The standards for piercing the veil for both corporations and LLCs are unclear and vary among jurisdictions. For example, some states’ LLC statutes specify the application of corporate veil piercing case law to LLCs (California, Colorado, Minnesota, North Dakota, Wisconsin) and other state statutes specify that liability will be as set forth in the operating agreement (New York); some courts (New York and Maine) have articulated specific criteria to pierce the veil, and other courts (Delaware) have not.

While there are no clear-cut rules, it is worth noting that courts are becoming reluctant to recognize the LLC as a separate entity that offers limited liability protection to its members when the members themselves do not operate the LLC as a separate entity.

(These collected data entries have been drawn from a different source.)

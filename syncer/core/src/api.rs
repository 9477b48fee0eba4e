use crate::{
    apiconfig::CalicoApiConfig,
    error::Error,
    key::Key,
    model::{KVPair, SyncStatus, Update},
};
use futures::prelude::*;
use std::{fmt, pin::Pin, sync::Arc};

/// A change observed on a watch.
#[derive(Clone, Debug, PartialEq)]
pub enum WatchEvent {
    Added(KVPair),
    Modified(KVPair),
    /// Carries the last known value, when the datastore reports one.
    Deleted(KVPair),
    /// The watch can no longer be trusted; the watcher must resync.
    Error(Error),
}

pub type WatchStream = Pin<Box<dyn Stream<Item = WatchEvent> + Send + 'static>>;

/// The result of a list: every matching pair as of `revision`.
#[derive(Clone, Debug, Default, PartialEq)]
pub struct KVPairList {
    pub items: Vec<KVPair>,
    pub revision: String,
}

/// Selects the pairs a list or watch covers.
#[derive(Clone, Debug, PartialEq, Eq, Hash)]
pub enum ListOptions {
    Resource(ResourceListOptions),
    /// All IPAM allocation blocks, in the v1 model.
    Blocks,
}

#[derive(Clone, Debug, PartialEq, Eq, Hash)]
pub struct ResourceListOptions {
    pub kind: String,
    pub namespace: Option<String>,
    pub name: Option<String>,
}

/// A datastore client.
#[async_trait::async_trait]
pub trait Client: Send + Sync + 'static {
    async fn list(&self, list: &ListOptions, revision: &str) -> Result<KVPairList, Error>;

    /// Watches for changes after `revision`, or from the current revision
    /// when it is empty.
    async fn watch(&self, list: &ListOptions, revision: &str) -> Result<WatchStream, Error>;

    async fn get(&self, key: &Key, revision: &str) -> Result<KVPair, Error>;

    /// Replaces the value at `kv.key`. A non-empty `kv.revision` must match the
    /// stored revision.
    async fn update(&self, kv: KVPair) -> Result<KVPair, Error>;

    async fn delete(&self, key: &Key, revision: &str) -> Result<KVPair, Error>;

    async fn close(&self) -> Result<(), Error>;

    /// Removes all data from the datastore.
    async fn clean(&self) -> Result<(), Error>;
}

/// Builds clients for remote datastores.
#[async_trait::async_trait]
pub trait ClientFactory: Send + Sync + 'static {
    async fn create_client(&self, config: &CalicoApiConfig) -> Result<Arc<dyn Client>, Error>;
}

/// Converts pairs of one resource type into the pairs that are actually
/// synced. A deletion is processed with a pair that has no value.
///
/// Processors may be stateful; each instance serves a single watch.
pub trait UpdateProcessor: Send + 'static {
    fn process(&mut self, kv: &KVPair) -> Result<Vec<KVPair>, Error>;

    /// Called before a processor's watch (re)starts.
    fn on_syncer_starting(&mut self) {}
}

/// Receives the output of a syncer.
///
/// Calls are made sequentially from a single task per syncer.
#[async_trait::async_trait]
pub trait SyncerCallbacks: Send + Sync + 'static {
    async fn on_status_updated(&self, status: SyncStatus);

    async fn on_updates(&self, updates: Vec<Update>);

    /// Called when the datastore could not be listed or watched. The syncer
    /// keeps retrying.
    async fn on_connection_failed(&self, _error: &Error) {}
}

#[async_trait::async_trait]
pub trait Syncer: Send + Sync {
    fn start(&self);

    /// Stops all watches, delivering a deletion for every synced key.
    /// Returns once no further callbacks will be made.
    async fn stop(&self);
}

// === impl WatchEvent ===

impl WatchEvent {
    pub fn key(&self) -> Option<&Key> {
        match self {
            Self::Added(kv) | Self::Modified(kv) | Self::Deleted(kv) => Some(&kv.key),
            Self::Error(_) => None,
        }
    }
}

// === impl ListOptions ===

impl ListOptions {
    pub fn resource(kind: impl ToString) -> Self {
        Self::Resource(ResourceListOptions {
            kind: kind.to_string(),
            namespace: None,
            name: None,
        })
    }

    pub fn kind(&self) -> &str {
        match self {
            Self::Resource(opts) => &opts.kind,
            Self::Blocks => "Block",
        }
    }

    pub fn matches(&self, key: &Key) -> bool {
        match (self, key) {
            (Self::Resource(opts), Key::Resource(key)) => {
                opts.kind == key.kind
                    && opts
                        .namespace
                        .as_ref()
                        .map_or(true, |ns| Some(ns) == key.namespace.as_ref())
                    && opts.name.as_ref().map_or(true, |name| *name == key.name)
            }
            (Self::Blocks, Key::Block { .. }) => true,
            _ => false,
        }
    }
}

impl fmt::Display for ListOptions {
    fn fmt(&self, f: &mut fmt::Formatter<'_>) -> fmt::Result {
        match self {
            Self::Resource(ResourceListOptions {
                kind,
                namespace,
                name,
            }) => {
                f.write_str(kind)?;
                if let Some(ns) = namespace {
                    write!(f, " namespace={ns}")?;
                }
                if let Some(name) = name {
                    write!(f, " name={name}")?;
                }
                Ok(())
            }
            Self::Blocks => f.write_str("Block"),
        }
    }
}
use calico_syncer_core::RemoteClusterStatusType;
use prometheus_client::{
    encoding::EncodeLabelSet,
    metrics::{family::Family, gauge::Gauge},
    registry::Registry,
};

/// Reports the connection status of each remote cluster as a gauge.
///
/// Handles are cheap to clone and share the same series, so a single
/// registration may be shared by every federation layer in the process.
#[derive(Clone, Debug, Default)]
pub struct RemoteClusterMetrics {
    status: Family<ClusterLabels, Gauge>,
}

#[derive(Clone, Debug, Hash, PartialEq, Eq, EncodeLabelSet)]
struct ClusterLabels {
    remote_cluster_name: String,
}

impl RemoteClusterMetrics {
    pub fn register(prom: &mut Registry) -> Self {
        let status = Family::default();
        prom.register(
            "remote_cluster_connection_status",
            "0-NotConnecting, 1-Connecting, 2-InSync, 3-ReSyncInProgress, 4-ConfigChangeRestartRequired, 5-ConfigInComplete",
            status.clone(),
        );
        Self { status }
    }

    pub(crate) fn set(&self, cluster: &str, status: RemoteClusterStatusType) {
        self.status.get_or_create(&labels(cluster)).set(value(status));
    }

    pub(crate) fn remove(&self, cluster: &str) {
        self.status.remove(&labels(cluster));
    }
}

fn labels(cluster: &str) -> ClusterLabels {
    ClusterLabels {
        remote_cluster_name: cluster.to_lowercase(),
    }
}

fn value(status: RemoteClusterStatusType) -> i64 {
    match status {
        RemoteClusterStatusType::ConnectionFailed => 0,
        RemoteClusterStatusType::Connecting => 1,
        RemoteClusterStatusType::InSync => 2,
        RemoteClusterStatusType::ResyncInProgress => 3,
        RemoteClusterStatusType::ConfigChangeRestartRequired => 4,
        RemoteClusterStatusType::ConfigIncomplete => 5,
    }
}
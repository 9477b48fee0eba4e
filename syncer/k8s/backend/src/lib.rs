#![deny(warnings, rust_2018_idioms)]
#![forbid(unsafe_code)]

//! A Calico datastore client backed by the Kubernetes API.

mod client;
mod factory;
mod resources;
mod secrets;

pub use self::{client::KubeClient, factory::KubeClientFactory, secrets::KubeSecrets};
use calico_syncer_core::Error;
use std::fmt;

/// Maps a Kubernetes API error onto the datastore error model.
fn api_error(error: kube::Error, what: impl fmt::Display) -> Error {
    match error {
        kube::Error::Api(response) => match response.code {
            404 => Error::ResourceDoesNotExist(what.to_string()),
            401 | 403 => Error::ConnectionUnauthorized(response.message),
            409 if response.reason == "AlreadyExists" => {
                Error::ResourceAlreadyExists(what.to_string())
            }
            409 => Error::ResourceUpdateConflict(what.to_string()),
            _ => Error::Datastore(response.to_string()),
        },
        error => Error::Datastore(error.to_string()),
    }
}

#[cfg(test)]
mod tests;
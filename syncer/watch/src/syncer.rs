use crate::cache::{Message, WatcherCache};
use ahash::AHashMap as HashMap;
use calico_syncer_core::{
    Client, Error, ListOptions, SyncStatus, Syncer, SyncerCallbacks, Update, UpdateProcessor,
};
use parking_lot::Mutex;
use std::{fmt, sync::Arc};
use tokio::{sync::mpsc, task::JoinHandle};
use tokio_util::sync::CancellationToken;
use tracing::{debug, error, info, info_span, warn, Instrument};

/// The most watch messages folded into one delivery.
const MAX_BATCH: usize = 1000;

/// A resource type to be synced: what to list and watch, how to convert it and
/// (for multi-client syncers) which client to read it from.
pub struct ResourceType {
    pub list: ListOptions,
    pub processor: Option<Box<dyn UpdateProcessor>>,
    pub client_id: Option<String>,
}

/// Syncs a set of resource types, aggregating the status of one watch per
/// type into a single status for its callbacks.
///
/// The syncer reports `WaitForDatastore` until any list succeeds,
/// `ResyncInProgress` while any watch is applying a snapshot and `InSync` once
/// every watch has applied one. Updates are batched and always delivered
/// before the status change that follows them.
pub struct WatcherSyncer {
    state: Mutex<State>,
}

enum State {
    Pending {
        watches: Vec<(Arc<dyn Client>, ResourceType)>,
        callbacks: Arc<dyn SyncerCallbacks>,
    },
    Running {
        shutdown: CancellationToken,
        task: JoinHandle<()>,
    },
    Stopped,
}

struct Aggregator {
    callbacks: Arc<dyn SyncerCallbacks>,
    status: SyncStatus,
    synced: Vec<bool>,
    pending: Vec<Update>,
}

// === impl ResourceType ===

impl ResourceType {
    pub fn new(list: ListOptions) -> Self {
        Self {
            list,
            processor: None,
            client_id: None,
        }
    }

    pub fn with_processor(mut self, processor: impl UpdateProcessor) -> Self {
        self.processor = Some(Box::new(processor));
        self
    }

    pub fn with_client(mut self, client_id: impl ToString) -> Self {
        self.client_id = Some(client_id.to_string());
        self
    }
}

impl fmt::Debug for ResourceType {
    fn fmt(&self, f: &mut fmt::Formatter<'_>) -> fmt::Result {
        f.debug_struct("ResourceType")
            .field("list", &self.list)
            .field("processor", &self.processor.is_some())
            .field("client_id", &self.client_id)
            .finish()
    }
}

// === impl WatcherSyncer ===

impl WatcherSyncer {
    /// Builds a syncer that reads every resource type from `client`.
    pub fn new(
        client: Arc<dyn Client>,
        resource_types: Vec<ResourceType>,
        callbacks: Arc<dyn SyncerCallbacks>,
    ) -> Self {
        let watches = resource_types
            .into_iter()
            .map(|rt| (client.clone(), rt))
            .collect();
        Self::pending(watches, callbacks)
    }

    /// Builds a syncer that reads each resource type from the client named by
    /// its `client_id`.
    pub fn new_multi_client(
        clients: impl IntoIterator<Item = (String, Arc<dyn Client>)>,
        resource_types: Vec<ResourceType>,
        callbacks: Arc<dyn SyncerCallbacks>,
    ) -> Result<Self, Error> {
        let clients = clients.into_iter().collect::<HashMap<_, _>>();
        let watches = resource_types
            .into_iter()
            .map(|rt| {
                let id = rt.client_id.as_deref().ok_or_else(|| {
                    Error::InvalidConfig(format!("no client named for {}", rt.list))
                })?;
                let client = clients.get(id).cloned().ok_or_else(|| {
                    Error::InvalidConfig(format!("unknown client {id} for {}", rt.list))
                })?;
                Ok((client, rt))
            })
            .collect::<Result<Vec<_>, Error>>()?;
        Ok(Self::pending(watches, callbacks))
    }

    fn pending(
        watches: Vec<(Arc<dyn Client>, ResourceType)>,
        callbacks: Arc<dyn SyncerCallbacks>,
    ) -> Self {
        Self {
            state: Mutex::new(State::Pending { watches, callbacks }),
        }
    }
}

#[async_trait::async_trait]
impl Syncer for WatcherSyncer {
    fn start(&self) {
        let mut state = self.state.lock();
        let (watches, callbacks) = match std::mem::replace(&mut *state, State::Stopped) {
            State::Pending { watches, callbacks } => (watches, callbacks),
            running @ State::Running { .. } => {
                warn!("Syncer already started");
                *state = running;
                return;
            }
            State::Stopped => {
                warn!("Syncer already stopped");
                return;
            }
        };

        let shutdown = CancellationToken::new();
        let task = tokio::spawn(run(watches, callbacks, shutdown.clone()).in_current_span());
        *state = State::Running { shutdown, task };
    }

    async fn stop(&self) {
        let state = std::mem::replace(&mut *self.state.lock(), State::Stopped);
        if let State::Running { shutdown, task } = state {
            shutdown.cancel();
            if let Err(error) = task.await {
                error!(%error, "Syncer task failed");
            }
        }
    }
}

impl Drop for WatcherSyncer {
    fn drop(&mut self) {
        if let State::Running { shutdown, .. } = &*self.state.get_mut() {
            shutdown.cancel();
        }
    }
}

async fn run(
    watches: Vec<(Arc<dyn Client>, ResourceType)>,
    callbacks: Arc<dyn SyncerCallbacks>,
    shutdown: CancellationToken,
) {
    let (tx, mut rx) = mpsc::unbounded_channel();
    let mut tasks = Vec::with_capacity(watches.len());
    for (id, (client, rt)) in watches.into_iter().enumerate() {
        let span = info_span!("watch", kind = %rt.list);
        let cache = WatcherCache::new(id, client, rt, tx.clone(), shutdown.child_token());
        tasks.push(tokio::spawn(cache.run().instrument(span)));
    }
    drop(tx);

    let mut agg = Aggregator {
        callbacks,
        status: SyncStatus::WaitForDatastore,
        synced: vec![false; tasks.len()],
        pending: Vec::new(),
    };
    agg.callbacks
        .on_status_updated(SyncStatus::WaitForDatastore)
        .await;
    if tasks.is_empty() {
        agg.set_status(SyncStatus::InSync).await;
    }

    loop {
        let msg = tokio::select! {
            biased;
            _ = shutdown.cancelled() => break,
            msg = rx.recv() => match msg {
                Some(msg) => msg,
                None => break,
            },
        };
        agg.handle(msg).await;

        // Batch whatever else is ready before delivering, bounded so that a
        // busy watch cannot hold back delivery.
        for _ in 1..MAX_BATCH {
            match rx.try_recv() {
                Ok(msg) => agg.handle(msg).await,
                Err(_) => break,
            }
        }
        agg.flush().await;
    }

    // Watches stop once shutdown is signaled, returning deletions for all of
    // the keys they reported. Updates that were already queued go first.
    shutdown.cancel();
    let mut deletions = Vec::new();
    for task in tasks {
        match task.await {
            Ok(updates) => deletions.extend(updates),
            Err(error) => error!(%error, "Watch task failed"),
        }
    }
    while let Ok(msg) = rx.try_recv() {
        if let Message::Updates(updates) = msg {
            agg.pending.extend(updates);
        }
    }
    agg.pending.extend(deletions);
    agg.flush().await;
    debug!("Syncer stopped");
}

// === impl Aggregator ===

impl Aggregator {
    async fn handle(&mut self, msg: Message) {
        match msg {
            Message::Updates(updates) => self.pending.extend(updates),
            Message::Resyncing(id) => {
                self.synced[id] = false;
                if self.status != SyncStatus::ResyncInProgress {
                    self.set_status(SyncStatus::ResyncInProgress).await;
                }
            }
            Message::Synced(id) => {
                self.synced[id] = true;
                if self.status != SyncStatus::InSync && self.synced.iter().all(|s| *s) {
                    self.set_status(SyncStatus::InSync).await;
                }
            }
            Message::Failed(error) => {
                self.flush().await;
                self.callbacks.on_connection_failed(&error).await;
            }
        }
    }

    async fn set_status(&mut self, status: SyncStatus) {
        self.flush().await;
        info!(%status, "Sync status changed");
        self.status = status;
        self.callbacks.on_status_updated(status).await;
    }

    async fn flush(&mut self) {
        if self.pending.is_empty() {
            return;
        }
        let updates = std::mem::take(&mut self.pending);
        self.callbacks.on_updates(updates).await;
    }
}
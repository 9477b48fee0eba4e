//! Watches the Secrets that hold remote cluster access configuration.

use ahash::AHashMap as HashMap;
use calico_syncer_core::{
    k8s::projectcalico::{EtcdConfig, KubeConfig, RemoteClusterConfigurationSpec},
    Error,
};
use futures::{prelude::*, stream::BoxStream};
use parking_lot::Mutex;
use std::{collections::BTreeMap, fmt, sync::Arc};
use tokio::{
    sync::{broadcast, mpsc},
    task::JoinHandle,
};
use tokio_stream::wrappers::BroadcastStream;
use tracing::{debug, info, info_span, Instrument};

pub type SecretData = BTreeMap<String, Vec<u8>>;

#[derive(Clone, Debug, PartialEq, Eq, Hash, PartialOrd, Ord)]
pub struct SecretRef {
    pub namespace: String,
    pub name: String,
}

#[derive(Clone, Debug, PartialEq, Eq)]
pub enum SecretEvent {
    Applied(SecretData),
    Deleted,
}

/// Reads and watches individual Secrets.
#[async_trait::async_trait]
pub trait SecretBackend: Send + Sync + 'static {
    /// Returns the Secret's data, or `None` if it does not exist.
    async fn get(&self, secret: &SecretRef) -> Result<Option<SecretData>, Error>;

    /// Streams changes to the Secret until dropped. The stream may begin with
    /// the Secret's current state.
    fn watch(&self, secret: &SecretRef) -> BoxStream<'static, SecretEvent>;
}

/// Caches the data of each Secret requested through
/// [`SecretWatcher::get_secret_data`] and watches it for changes.
///
/// Changed Secrets are announced on the channel given to [`SecretWatcher::new`].
/// The watcher never calls into its consumer directly, so it may be used while
/// the consumer holds its own locks.
pub struct SecretWatcher {
    backend: Arc<dyn SecretBackend>,
    secrets: Arc<Mutex<HashMap<SecretRef, Watched>>>,
    updates: mpsc::UnboundedSender<SecretRef>,
}

#[derive(Debug)]
struct Watched {
    data: Option<SecretData>,
    /// Set until a get succeeds or the watch reports the Secret.
    needs_get: bool,
    getting: bool,
    stale: bool,
    task: JoinHandle<()>,
}

/// An in-memory [`SecretBackend`].
#[derive(Clone)]
pub struct MemorySecrets {
    secrets: Arc<Mutex<HashMap<SecretRef, SecretData>>>,
    events: broadcast::Sender<(SecretRef, SecretEvent)>,
}

// === impl SecretRef ===

impl SecretRef {
    pub fn new(namespace: impl ToString, name: impl ToString) -> Self {
        Self {
            namespace: namespace.to_string(),
            name: name.to_string(),
        }
    }
}

impl fmt::Display for SecretRef {
    fn fmt(&self, f: &mut fmt::Formatter<'_>) -> fmt::Result {
        write!(f, "{}/{}", self.namespace, self.name)
    }
}

// === impl SecretWatcher ===

impl SecretWatcher {
    pub fn new(
        backend: Arc<dyn SecretBackend>,
        updates: mpsc::UnboundedSender<SecretRef>,
    ) -> Self {
        Self {
            backend,
            secrets: Default::default(),
            updates,
        }
    }

    /// Returns the Secret's data, or `None` if it does not exist.
    ///
    /// The first request for a Secret starts watching it. Cached data is
    /// returned until the Secret changes; a failed get is retried on the
    /// next request.
    pub async fn get_secret_data(
        &self,
        secret: &SecretRef,
    ) -> Result<Option<SecretData>, Error> {
        {
            let mut secrets = self.secrets.lock();
            match secrets.get_mut(secret) {
                Some(watched) => {
                    watched.stale = false;
                    if !watched.needs_get {
                        return Ok(watched.data.clone());
                    }
                    watched.getting = true;
                }
                None => {
                    info!(%secret, "Watching secret");
                    let task = self.spawn_watch(secret.clone());
                    secrets.insert(
                        secret.clone(),
                        Watched {
                            data: None,
                            needs_get: true,
                            getting: true,
                            stale: false,
                            task,
                        },
                    );
                }
            }
        }

        let result = self.backend.get(secret).await;
        if let Some(watched) = self.secrets.lock().get_mut(secret) {
            watched.getting = false;
            match &result {
                Ok(data) => {
                    watched.data = data.clone();
                    watched.needs_get = false;
                }
                Err(_) => watched.needs_get = true,
            }
        }
        result
    }

    /// Marks every watched Secret as stale. Secrets that are not requested
    /// again before [`SecretWatcher::sweep_stale`] are no longer watched.
    pub fn mark_stale(&self) {
        for watched in self.secrets.lock().values_mut() {
            watched.stale = true;
        }
    }

    pub fn sweep_stale(&self) {
        self.secrets.lock().retain(|secret, watched| {
            if watched.stale {
                info!(%secret, "No longer watching secret");
                watched.task.abort();
            }
            !watched.stale
        });
    }

    /// The Secrets currently watched.
    pub fn watched(&self) -> Vec<SecretRef> {
        let mut secrets = self.secrets.lock().keys().cloned().collect::<Vec<_>>();
        secrets.sort();
        secrets
    }

    fn spawn_watch(&self, secret: SecretRef) -> JoinHandle<()> {
        let span = info_span!("secret", namespace = %secret.namespace, name = %secret.name);
        let events = self.backend.watch(&secret);
        let secrets = self.secrets.clone();
        let updates = self.updates.clone();
        tokio::spawn(watch(secret, events, secrets, updates).instrument(span))
    }
}

impl Drop for SecretWatcher {
    fn drop(&mut self) {
        for watched in self.secrets.lock().values() {
            watched.task.abort();
        }
    }
}

async fn watch(
    secret: SecretRef,
    mut events: BoxStream<'static, SecretEvent>,
    secrets: Arc<Mutex<HashMap<SecretRef, Watched>>>,
    updates: mpsc::UnboundedSender<SecretRef>,
) {
    while let Some(event) = events.next().await {
        let data = match event {
            SecretEvent::Applied(data) => Some(data),
            SecretEvent::Deleted => None,
        };

        let changed = {
            let mut secrets = secrets.lock();
            let Some(watched) = secrets.get_mut(&secret) else {
                return;
            };
            // Changes seen while a get is in flight are reported by the get.
            let changed = !watched.getting && watched.data != data;
            watched.data = data;
            watched.needs_get = false;
            changed
        };

        if changed {
            debug!("Secret changed");
            if updates.send(secret.clone()).is_err() {
                return;
            }
        }
    }
}

/// Builds a remote cluster configuration from the data of an access Secret.
pub fn spec_from_secret(data: &SecretData) -> RemoteClusterConfigurationSpec {
    let field = |key: &str| {
        data.get(key)
            .map(|v| String::from_utf8_lossy(v).into_owned())
            .unwrap_or_default()
    };
    RemoteClusterConfigurationSpec {
        datastore_type: field("datastoreType"),
        etcd: EtcdConfig {
            endpoints: field("etcdEndpoints"),
            username: field("etcdUsername"),
            password: field("etcdPassword"),
            key: field("etcdKey"),
            cert: field("etcdCert"),
            ca_cert: field("etcdCACert"),
            ..Default::default()
        },
        kube: KubeConfig {
            kubeconfig_inline: field("kubeconfig"),
            ..Default::default()
        },
        ..Default::default()
    }
}

// === impl MemorySecrets ===

impl Default for MemorySecrets {
    fn default() -> Self {
        let (events, _) = broadcast::channel(128);
        Self {
            secrets: Default::default(),
            events,
        }
    }
}

impl MemorySecrets {
    pub fn apply(&self, secret: SecretRef, data: SecretData) {
        self.secrets.lock().insert(secret.clone(), data.clone());
        let _ = self.events.send((secret, SecretEvent::Applied(data)));
    }

    pub fn delete(&self, secret: &SecretRef) {
        if self.secrets.lock().remove(secret).is_some() {
            let _ = self.events.send((secret.clone(), SecretEvent::Deleted));
        }
    }
}

#[async_trait::async_trait]
impl SecretBackend for MemorySecrets {
    async fn get(&self, secret: &SecretRef) -> Result<Option<SecretData>, Error> {
        Ok(self.secrets.lock().get(secret).cloned())
    }

    fn watch(&self, secret: &SecretRef) -> BoxStream<'static, SecretEvent> {
        let secret = secret.clone();
        let events = BroadcastStream::new(self.events.subscribe());
        let initial = self
            .secrets
            .lock()
            .get(&secret)
            .cloned()
            .map_or(SecretEvent::Deleted, SecretEvent::Applied);
        let changes = events.filter_map(move |event| {
            let event = match event {
                Ok((s, event)) if s == secret => Some(event),
                _ => None,
            };
            future::ready(event)
        });
        stream::once(future::ready(initial)).chain(changes).boxed()
    }
}
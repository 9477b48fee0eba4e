use k8s_openapi::api::core::v1::ObjectReference;
use kube::CustomResource;
use serde::{Deserialize, Serialize};

/// Describes how to reach the datastore of a remote cluster whose endpoints
/// are merged into the local view.
///
/// Connection details are either given inline or read from the Secret named
/// by `clusterAccessSecret`, in which case the inline fields are ignored.
#[derive(Clone, Debug, Default, PartialEq, CustomResource, Deserialize, Serialize)]
#[kube(
    group = "projectcalico.org",
    version = "v3",
    kind = "RemoteClusterConfiguration",
    derive = "PartialEq",
    derive = "Default",
    schema = "disabled"
)]
#[serde(rename_all = "camelCase")]
pub struct RemoteClusterConfigurationSpec {
    #[serde(default, skip_serializing_if = "String::is_empty")]
    pub datastore_type: String,

    #[serde(flatten)]
    pub etcd: EtcdConfig,

    #[serde(flatten)]
    pub kube: KubeConfig,

    #[serde(default, skip_serializing_if = "Option::is_none")]
    pub cluster_access_secret: Option<ObjectReference>,

    #[serde(default)]
    pub sync_options: RemoteClusterSyncOptions,
}

#[derive(Clone, Debug, Default, PartialEq, Eq, Deserialize, Serialize)]
pub struct EtcdConfig {
    #[serde(rename = "etcdEndpoints", default, skip_serializing_if = "String::is_empty")]
    pub endpoints: String,
    #[serde(rename = "etcdUsername", default, skip_serializing_if = "String::is_empty")]
    pub username: String,
    #[serde(rename = "etcdPassword", default, skip_serializing_if = "String::is_empty")]
    pub password: String,
    #[serde(rename = "etcdKeyFile", default, skip_serializing_if = "String::is_empty")]
    pub key_file: String,
    #[serde(rename = "etcdCertFile", default, skip_serializing_if = "String::is_empty")]
    pub cert_file: String,
    #[serde(rename = "etcdCACertFile", default, skip_serializing_if = "String::is_empty")]
    pub ca_cert_file: String,
    #[serde(rename = "etcdKey", default, skip_serializing_if = "String::is_empty")]
    pub key: String,
    #[serde(rename = "etcdCert", default, skip_serializing_if = "String::is_empty")]
    pub cert: String,
    #[serde(rename = "etcdCACert", default, skip_serializing_if = "String::is_empty")]
    pub ca_cert: String,
}

#[derive(Clone, Debug, Default, PartialEq, Eq, Deserialize, Serialize)]
pub struct KubeConfig {
    #[serde(rename = "kubeconfig", default, skip_serializing_if = "String::is_empty")]
    pub kubeconfig: String,
    #[serde(rename = "k8sAPIEndpoint", default, skip_serializing_if = "String::is_empty")]
    pub api_endpoint: String,
    #[serde(rename = "k8sKeyFile", default, skip_serializing_if = "String::is_empty")]
    pub key_file: String,
    #[serde(rename = "k8sCertFile", default, skip_serializing_if = "String::is_empty")]
    pub cert_file: String,
    #[serde(rename = "k8sCAFile", default, skip_serializing_if = "String::is_empty")]
    pub ca_file: String,
    #[serde(rename = "k8sAPIToken", default, skip_serializing_if = "String::is_empty")]
    pub api_token: String,
    #[serde(rename = "k8sInsecureSkipTLSVerify", default)]
    pub insecure_skip_tls_verify: bool,
    #[serde(rename = "kubeconfigInline", default, skip_serializing_if = "String::is_empty")]
    pub kubeconfig_inline: String,
}

#[derive(Clone, Debug, Default, PartialEq, Eq, Deserialize, Serialize)]
#[serde(rename_all = "camelCase")]
pub struct RemoteClusterSyncOptions {
    #[serde(default)]
    pub overlay_routing_mode: OverlayRoutingMode,
}

/// Controls whether a remote cluster's nodes, pools and blocks are synced so
/// that traffic to it can be routed over the overlay.
#[derive(Copy, Clone, Debug, Default, PartialEq, Eq, Hash, Deserialize, Serialize)]
pub enum OverlayRoutingMode {
    Enabled,
    #[default]
    Disabled,
}

#[derive(Clone, Debug, PartialEq, Eq, thiserror::Error)]
#[error("failed to validate Field: {field}")]
pub struct ValidationError {
    pub field: &'static str,
}

pub const DATASTORE_ETCD_V3: &str = "etcdv3";
pub const DATASTORE_KUBERNETES: &str = "kubernetes";

// === impl RemoteClusterConfigurationSpec ===

impl RemoteClusterConfigurationSpec {
    /// Checks the connection fields, as is required before a spec assembled
    /// from Secret data is used.
    pub fn validate(&self) -> Result<(), ValidationError> {
        match self.datastore_type.as_str() {
            DATASTORE_ETCD_V3 => {
                if self.etcd.endpoints.trim().is_empty() {
                    return Err(ValidationError {
                        field: "EtcdEndpoints",
                    });
                }
            }
            DATASTORE_KUBERNETES => {
                if self.kube.kubeconfig.is_empty()
                    && self.kube.kubeconfig_inline.is_empty()
                    && self.kube.api_endpoint.is_empty()
                {
                    return Err(ValidationError {
                        field: "Kubeconfig",
                    });
                }
            }
            _ => {
                return Err(ValidationError {
                    field: "DatastoreType",
                })
            }
        }

        if self
            .etcd
            .endpoints
            .split(',')
            .map(str::trim)
            .any(|e| !e.is_empty() && !e.contains("://"))
        {
            return Err(ValidationError {
                field: "EtcdEndpoints",
            });
        }

        Ok(())
    }

    /// Returns the `(namespace, name)` of the access secret, if one is set.
    pub fn access_secret(&self) -> Option<(&str, &str)> {
        let secret = self.cluster_access_secret.as_ref()?;
        let name = secret.name.as_deref()?;
        Some((secret.namespace.as_deref().unwrap_or_default(), name))
    }
}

Therefore, to ensure this does not happen:

• The LLC should maintain books and business records which evidence, among other things, the observance of certain corporate formalities, including a record of regular meetings and any actions taken by written consent;

• Any payment made to or by the LLC must be property documented and made in accordance with the operating agreement;

• The LLC should have its own bank account, separate from its members;

• There cannot be any commingling of the LLC’s funds and assets with the personal funds and assets of its members; and

• The LLC must be adequately capitalized.

Once the purpose of the limited liability company is determined, the operating agreement should set forth the general business of the limited liability company to define the "ordinary" business. In a member-managed limited liability company, the members of a limited liability company are liable for the acts of other members in the ordinary course of limited liability company business. In a manager-managed limited liability company, the managers of a limited liability company are liable for the acts of other managers, but not the members, in the ordinary course of limited liability company business. Defining the business of the limited liability company in the operating agreement will help to limit liability of the managers in the case of a manager-managed limited liability company, or the members in the case of a member-managed limited liability company, for the acts of other managers or members, respectively, by limiting what constitutes the ordinary business of the limited liability company.